So sum for type B will be 5+5+10+10 and sum for type C will be 15+15+15+15
I tried using modular but seems its not the correct direction
I have tried this so far
static int GetFactorByType(EnumType t)
{
switch(t)
{
case EnumType.A:
return 2;
case EnumType.B:
return 3;
case EnumType.C:
return 4;
default:
return 2;
}
}
var grp = items.GroupBy(g => new { g.Type, g.Price }).Select(s => new
{
type= s.Key.Type,
price = s.Key.Price,
count = s.Count()
}).Where(d => d.count % GetFactorByType(d.type) == 0).ToList();

Here's one solve:
//track the type:nth element discard
var dict = new Dictionary<EnumType, int?>();
dict[EnumType.B] = 3;
dict[EnumType.C] = 4;
//groupby turns our list of items into two collections, depending on whether their type is b or c
var x = items.GroupBy(g => new { g.Type })
.Select(g => new //now project a new collection
{
g.Key.Type, //that has the type
SumPriceWithoutNthElement = //and a sum
//the sum is calculated by reducing the list based on index position: in where(v,i), the i is the index of the item.
//We drop every Nth one, N being determined by a dictioary lookup or 2 if the lookup is null
//we only want list items where (index%N != N-1) is true
g.Where((v, i) => (i % (dict[g.Key.Type]??2)) != ((dict[g.Key.Type] ?? 2) - 1))
.Sum(r => r.Price) //sum the price for the remaining
}
).ToList(); //tolist may not be necessary, i just wanted to look at it
It seemed to me like your question words and your example are not aligned. You said (and did in code):
If the price and type are same, based on type it need to exclude every nth item from the list and then calculate the sum. i.e type B = 3, Type C = 4
Which to me means you should group by Type and Price, so B/5 is one list, and B/10 is another list. But you then said:
Which means in above sample data, since there are 3 items each in type B once it group by price and type it need to exclude every 3rd item when calculate sum. So sum for type B will be 5+5+10+10
I couldn't quite understand this. To me there are 3 items in B/5, so B/5 should be a sum of 10 (B/5 + B/5 + excluded). There are 3 items in B/10, again, should be (B/10 + B/10 + excluded) for a total of 20.
The code above does not group by price.

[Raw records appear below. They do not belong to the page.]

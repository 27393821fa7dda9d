use async_trait::async_trait;
use uuid::Uuid;

use crate::domain::users::{serializer::UserChangeSet, user::UserDocument};
use crate::error::Result;

/// Document collection holding every user record.
#[cfg_attr(test, mockall::automock)]
#[async_trait]
pub trait UserCollection: Send + Sync {
    /// Every document, in insertion order.
    async fn list_all(&self) -> Result<Vec<UserDocument>>;
    /// Looks a document up by its collection key.
    async fn find_by_id(&self, id: Uuid) -> Result<Option<UserDocument>>;
    /// Exact, case-sensitive username match.
    async fn find_by_username(&self, username: &str) -> Result<Option<UserDocument>>;
    /// Fails with `StoreError::Conflict` when the username is already taken.
    async fn insert(&self, doc: &UserDocument) -> Result<()>;
    /// Merges the change set into the stored document and returns the result,
    /// or `None` when no document has this id.
    async fn update_by_id(&self, id: Uuid, changes: &UserChangeSet) -> Result<Option<UserDocument>>;
    /// Returns whether a document was removed.
    async fn delete_by_id(&self, id: Uuid) -> Result<bool>;

    /// Cheap round trip to the backend, used by `/health`.
    async fn health_check(&self) -> Result<()> {
        Ok(())
    }
}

It outputs a collection of 2 items, Type=B,SumWithout=30 and Type=C,SumWithout=60. This one groups by price too, it outputs a 3 item collection:
var x = items.GroupBy(g => new { g.Type, g.Price })
.Select(g => new
{
g.Key.Type,
g.Key.Price,
SumPriceWithoutNthElement =
g.Where((v, i) => (i % (dict[g.Key.Type]??2)) != ((dict[g.Key.Type] ?? 2) - 1))
.Sum(r => r.Price) }
).ToList();
The items are Type=B,Price=5,SumWithout=10 and Type=B,Price=10,SumWithout=20 and Type=C,Price=15,SumWithout=60
Maybe you mean group by type&price, remove every 3rd item (from b, 4th item from c etc), then group again by type only and then sum
This means if your type B prices were
1,1,1,1,2,2,2,2,2
^ ^
we would remove one 1 and one 2 (the Ines with arrows under them), then sum for a total of 9. This is different to removing every 3rd for all type b:
1,1,1,1,2,2,2,2,2
^ ^ ^
?
In which case, maybe group by Type/sum again the SumWithout output from my second example
I did consider that there might be a more efficient ways to do this without LINQ.. and it would nearly certainly be easier to understand the code if if were non LINQ - LINQ isn't necessarily a wonderful magic bullet that can kill all ptoblems, and even though it might look like a hammer with which every problem can be beaten, sometimes it's good to avoid
Depending on how you intended the problem to be solved (is price part of the group key or not) building a dictionary and accumulating 0 instead of th price every Nth element might be one way.. The other way, if price is to be part of the key, could be to sum all the prices and then subtract (count/N)*price from the total price

Grouping by a new object, which is always unique, guarantees you that you'll have as many groups as you have items. Try something like this:
var grp = items.GroupBy(g => $"{g.Type}/{g.Price}").Select(s => new
{
type= s.Value.First().Type,
price = s.Value.First().Price,
count = s.Value.Count()
}).Where(d => count % GetFactorByType(d.type) == 0).ToList();
This way, you group by a string composed from the type/price combination, so if the items are equivalent, the strings will be equal.
The $"{g.Type}/{g.Price}"string amounts to "B/5" for your first three item examples, so it's quite readable as well.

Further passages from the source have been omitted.